***** Supplied records *****
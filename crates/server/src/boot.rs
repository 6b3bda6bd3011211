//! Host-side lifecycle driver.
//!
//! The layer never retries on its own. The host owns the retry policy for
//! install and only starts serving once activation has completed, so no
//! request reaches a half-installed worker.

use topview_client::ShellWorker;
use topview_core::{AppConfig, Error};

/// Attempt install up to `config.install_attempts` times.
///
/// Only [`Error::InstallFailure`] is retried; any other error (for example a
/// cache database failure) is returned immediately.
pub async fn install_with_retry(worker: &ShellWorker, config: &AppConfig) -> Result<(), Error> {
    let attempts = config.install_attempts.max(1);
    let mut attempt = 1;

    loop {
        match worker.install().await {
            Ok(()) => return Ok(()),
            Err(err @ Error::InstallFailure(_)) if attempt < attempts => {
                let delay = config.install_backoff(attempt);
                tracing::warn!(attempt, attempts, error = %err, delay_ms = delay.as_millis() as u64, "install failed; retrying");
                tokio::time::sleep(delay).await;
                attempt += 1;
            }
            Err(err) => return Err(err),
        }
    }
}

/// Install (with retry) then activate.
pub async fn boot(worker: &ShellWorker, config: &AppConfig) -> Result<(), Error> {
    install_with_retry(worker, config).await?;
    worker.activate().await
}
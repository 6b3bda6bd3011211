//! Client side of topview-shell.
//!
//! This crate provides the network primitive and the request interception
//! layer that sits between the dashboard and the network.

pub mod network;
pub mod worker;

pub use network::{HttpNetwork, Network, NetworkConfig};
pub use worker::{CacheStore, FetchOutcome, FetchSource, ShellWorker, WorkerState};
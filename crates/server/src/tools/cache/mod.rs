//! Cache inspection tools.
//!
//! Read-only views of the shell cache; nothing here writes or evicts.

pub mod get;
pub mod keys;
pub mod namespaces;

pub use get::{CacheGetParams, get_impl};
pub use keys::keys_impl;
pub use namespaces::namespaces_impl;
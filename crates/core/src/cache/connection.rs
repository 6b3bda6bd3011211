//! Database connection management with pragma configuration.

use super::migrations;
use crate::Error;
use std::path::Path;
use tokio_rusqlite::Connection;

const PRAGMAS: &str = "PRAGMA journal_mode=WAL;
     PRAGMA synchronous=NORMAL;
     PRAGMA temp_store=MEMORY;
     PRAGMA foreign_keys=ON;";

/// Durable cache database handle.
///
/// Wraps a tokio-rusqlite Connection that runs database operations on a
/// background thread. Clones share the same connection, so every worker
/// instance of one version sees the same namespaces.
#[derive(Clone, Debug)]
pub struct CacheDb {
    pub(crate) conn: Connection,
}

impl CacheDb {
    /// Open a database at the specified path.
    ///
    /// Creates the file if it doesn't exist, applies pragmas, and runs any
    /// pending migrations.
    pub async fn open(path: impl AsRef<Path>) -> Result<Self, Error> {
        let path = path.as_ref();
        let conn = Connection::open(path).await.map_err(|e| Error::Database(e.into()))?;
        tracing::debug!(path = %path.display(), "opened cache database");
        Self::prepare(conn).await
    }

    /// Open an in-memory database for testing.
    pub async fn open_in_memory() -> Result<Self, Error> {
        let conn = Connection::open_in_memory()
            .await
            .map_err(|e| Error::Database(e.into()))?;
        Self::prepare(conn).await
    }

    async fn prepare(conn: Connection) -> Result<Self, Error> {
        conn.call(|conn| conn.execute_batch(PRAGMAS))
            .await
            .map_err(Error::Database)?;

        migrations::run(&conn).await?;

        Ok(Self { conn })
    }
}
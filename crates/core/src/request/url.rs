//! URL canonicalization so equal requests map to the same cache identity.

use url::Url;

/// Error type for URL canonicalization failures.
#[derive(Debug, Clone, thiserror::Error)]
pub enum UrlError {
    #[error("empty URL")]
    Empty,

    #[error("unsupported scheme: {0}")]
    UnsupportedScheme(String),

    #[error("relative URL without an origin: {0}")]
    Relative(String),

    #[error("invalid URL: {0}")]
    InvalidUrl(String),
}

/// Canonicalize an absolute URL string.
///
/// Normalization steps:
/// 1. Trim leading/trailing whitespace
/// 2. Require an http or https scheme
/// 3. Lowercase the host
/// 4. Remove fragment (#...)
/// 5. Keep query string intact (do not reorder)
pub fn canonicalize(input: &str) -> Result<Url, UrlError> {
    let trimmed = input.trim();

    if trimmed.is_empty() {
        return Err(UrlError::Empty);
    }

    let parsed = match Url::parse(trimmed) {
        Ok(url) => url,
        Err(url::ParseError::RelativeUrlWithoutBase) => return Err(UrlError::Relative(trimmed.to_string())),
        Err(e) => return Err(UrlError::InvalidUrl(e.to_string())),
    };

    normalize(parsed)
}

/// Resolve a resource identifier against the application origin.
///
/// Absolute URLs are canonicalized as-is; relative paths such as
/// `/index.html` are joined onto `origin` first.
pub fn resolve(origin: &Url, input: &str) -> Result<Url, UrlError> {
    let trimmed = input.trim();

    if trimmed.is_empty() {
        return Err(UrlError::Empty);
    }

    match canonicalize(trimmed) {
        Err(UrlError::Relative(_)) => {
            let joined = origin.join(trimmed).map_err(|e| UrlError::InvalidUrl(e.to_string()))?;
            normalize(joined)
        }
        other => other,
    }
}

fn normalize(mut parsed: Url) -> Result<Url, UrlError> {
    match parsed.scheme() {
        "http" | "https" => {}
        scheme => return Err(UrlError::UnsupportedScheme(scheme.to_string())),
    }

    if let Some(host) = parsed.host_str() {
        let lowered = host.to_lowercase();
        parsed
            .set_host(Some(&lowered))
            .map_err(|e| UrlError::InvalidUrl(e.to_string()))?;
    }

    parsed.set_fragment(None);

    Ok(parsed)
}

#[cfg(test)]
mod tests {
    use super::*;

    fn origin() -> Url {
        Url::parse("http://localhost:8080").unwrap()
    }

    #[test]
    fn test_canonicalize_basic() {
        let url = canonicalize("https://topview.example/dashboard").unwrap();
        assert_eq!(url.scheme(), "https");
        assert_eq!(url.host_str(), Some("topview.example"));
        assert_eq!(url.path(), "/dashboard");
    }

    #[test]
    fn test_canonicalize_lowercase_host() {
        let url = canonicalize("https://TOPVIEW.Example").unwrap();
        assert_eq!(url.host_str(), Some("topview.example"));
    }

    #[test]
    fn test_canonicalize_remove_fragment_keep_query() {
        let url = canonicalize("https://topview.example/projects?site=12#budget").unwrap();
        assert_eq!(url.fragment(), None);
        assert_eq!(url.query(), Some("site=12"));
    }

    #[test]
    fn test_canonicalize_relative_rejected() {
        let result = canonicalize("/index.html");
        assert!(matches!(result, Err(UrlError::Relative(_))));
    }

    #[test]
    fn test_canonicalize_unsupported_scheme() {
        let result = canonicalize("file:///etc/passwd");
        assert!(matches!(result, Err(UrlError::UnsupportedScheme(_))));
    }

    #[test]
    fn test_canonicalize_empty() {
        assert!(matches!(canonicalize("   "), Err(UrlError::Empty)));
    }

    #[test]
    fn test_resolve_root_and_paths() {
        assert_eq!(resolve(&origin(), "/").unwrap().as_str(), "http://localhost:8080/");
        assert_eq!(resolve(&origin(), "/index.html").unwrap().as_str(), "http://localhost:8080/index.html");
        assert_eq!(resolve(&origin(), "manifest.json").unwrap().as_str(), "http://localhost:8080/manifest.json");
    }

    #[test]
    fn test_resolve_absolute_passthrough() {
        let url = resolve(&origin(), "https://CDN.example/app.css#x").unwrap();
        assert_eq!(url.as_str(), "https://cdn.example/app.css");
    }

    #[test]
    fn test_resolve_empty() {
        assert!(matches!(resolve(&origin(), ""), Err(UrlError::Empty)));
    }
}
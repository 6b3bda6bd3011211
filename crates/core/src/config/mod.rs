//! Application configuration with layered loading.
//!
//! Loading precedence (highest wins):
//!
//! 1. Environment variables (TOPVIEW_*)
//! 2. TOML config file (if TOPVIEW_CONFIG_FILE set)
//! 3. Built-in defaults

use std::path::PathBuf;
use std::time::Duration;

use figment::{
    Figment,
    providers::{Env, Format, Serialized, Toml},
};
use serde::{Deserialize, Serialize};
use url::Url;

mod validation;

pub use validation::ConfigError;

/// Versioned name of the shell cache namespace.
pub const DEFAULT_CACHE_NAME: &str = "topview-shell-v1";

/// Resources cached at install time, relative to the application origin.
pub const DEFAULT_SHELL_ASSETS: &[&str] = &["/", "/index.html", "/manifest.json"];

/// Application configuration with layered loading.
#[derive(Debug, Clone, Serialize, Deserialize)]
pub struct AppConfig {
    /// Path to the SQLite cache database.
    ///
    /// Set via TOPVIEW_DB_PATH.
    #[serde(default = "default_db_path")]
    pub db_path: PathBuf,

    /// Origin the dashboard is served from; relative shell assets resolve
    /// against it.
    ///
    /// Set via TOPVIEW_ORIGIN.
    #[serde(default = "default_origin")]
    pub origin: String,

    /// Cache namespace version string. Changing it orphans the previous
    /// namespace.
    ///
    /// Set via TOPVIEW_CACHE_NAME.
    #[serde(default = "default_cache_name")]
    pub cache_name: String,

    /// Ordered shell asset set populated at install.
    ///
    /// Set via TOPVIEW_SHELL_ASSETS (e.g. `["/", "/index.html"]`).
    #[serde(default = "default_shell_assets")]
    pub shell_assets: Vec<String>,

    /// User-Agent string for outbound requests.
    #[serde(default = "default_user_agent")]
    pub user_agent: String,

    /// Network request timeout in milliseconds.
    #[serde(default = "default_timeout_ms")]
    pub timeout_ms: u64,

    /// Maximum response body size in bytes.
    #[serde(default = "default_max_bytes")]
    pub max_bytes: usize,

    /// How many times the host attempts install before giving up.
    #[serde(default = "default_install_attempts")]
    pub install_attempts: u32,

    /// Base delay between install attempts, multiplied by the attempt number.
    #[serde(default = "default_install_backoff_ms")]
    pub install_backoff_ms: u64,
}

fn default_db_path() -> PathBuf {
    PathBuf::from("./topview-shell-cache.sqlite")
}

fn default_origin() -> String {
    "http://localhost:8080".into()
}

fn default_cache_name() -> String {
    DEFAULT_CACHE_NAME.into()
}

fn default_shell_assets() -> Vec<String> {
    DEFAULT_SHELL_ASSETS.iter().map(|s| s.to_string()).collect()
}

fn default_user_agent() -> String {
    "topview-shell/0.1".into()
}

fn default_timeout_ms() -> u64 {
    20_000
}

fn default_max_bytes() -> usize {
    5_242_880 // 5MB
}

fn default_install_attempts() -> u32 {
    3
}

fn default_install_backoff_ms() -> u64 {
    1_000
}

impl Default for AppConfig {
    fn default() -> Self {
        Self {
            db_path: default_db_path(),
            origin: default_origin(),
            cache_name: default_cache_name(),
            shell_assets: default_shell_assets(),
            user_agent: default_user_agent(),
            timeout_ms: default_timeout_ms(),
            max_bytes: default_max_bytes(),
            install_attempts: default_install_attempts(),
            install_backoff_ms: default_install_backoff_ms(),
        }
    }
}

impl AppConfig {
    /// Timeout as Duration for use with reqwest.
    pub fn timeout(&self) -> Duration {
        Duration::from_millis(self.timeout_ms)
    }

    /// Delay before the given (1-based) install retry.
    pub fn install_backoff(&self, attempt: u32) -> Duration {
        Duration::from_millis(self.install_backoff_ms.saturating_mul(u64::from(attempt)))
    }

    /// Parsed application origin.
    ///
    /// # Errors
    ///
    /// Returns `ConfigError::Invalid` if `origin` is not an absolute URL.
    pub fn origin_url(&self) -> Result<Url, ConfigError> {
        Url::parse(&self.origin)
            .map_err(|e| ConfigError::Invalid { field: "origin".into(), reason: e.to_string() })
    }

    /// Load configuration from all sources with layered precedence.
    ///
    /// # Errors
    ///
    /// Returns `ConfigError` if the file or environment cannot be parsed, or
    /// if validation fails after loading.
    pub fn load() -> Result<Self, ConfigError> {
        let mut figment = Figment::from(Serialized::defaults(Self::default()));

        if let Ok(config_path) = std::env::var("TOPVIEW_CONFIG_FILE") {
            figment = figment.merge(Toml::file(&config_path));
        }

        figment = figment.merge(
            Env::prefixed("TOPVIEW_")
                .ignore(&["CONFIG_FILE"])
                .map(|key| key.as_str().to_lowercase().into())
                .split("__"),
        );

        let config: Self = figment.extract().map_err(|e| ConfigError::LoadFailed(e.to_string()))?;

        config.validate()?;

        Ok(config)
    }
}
*****
» What the exercise asks
Beginning at the first line of the records, retype exactly every line up to and including the one with "use topview_client::ShellWorker;".

» Answer space
filename crates/server/src/boot.rs
repository 6b3bda6bd3011211
//! Host-side lifecycle driver.
//!
//! The layer never retries on its own. The host owns the retry policy for
//! install and only starts serving once activation has completed, so no
//! request reaches a half-installed worker.

use topview_client::ShellWorker;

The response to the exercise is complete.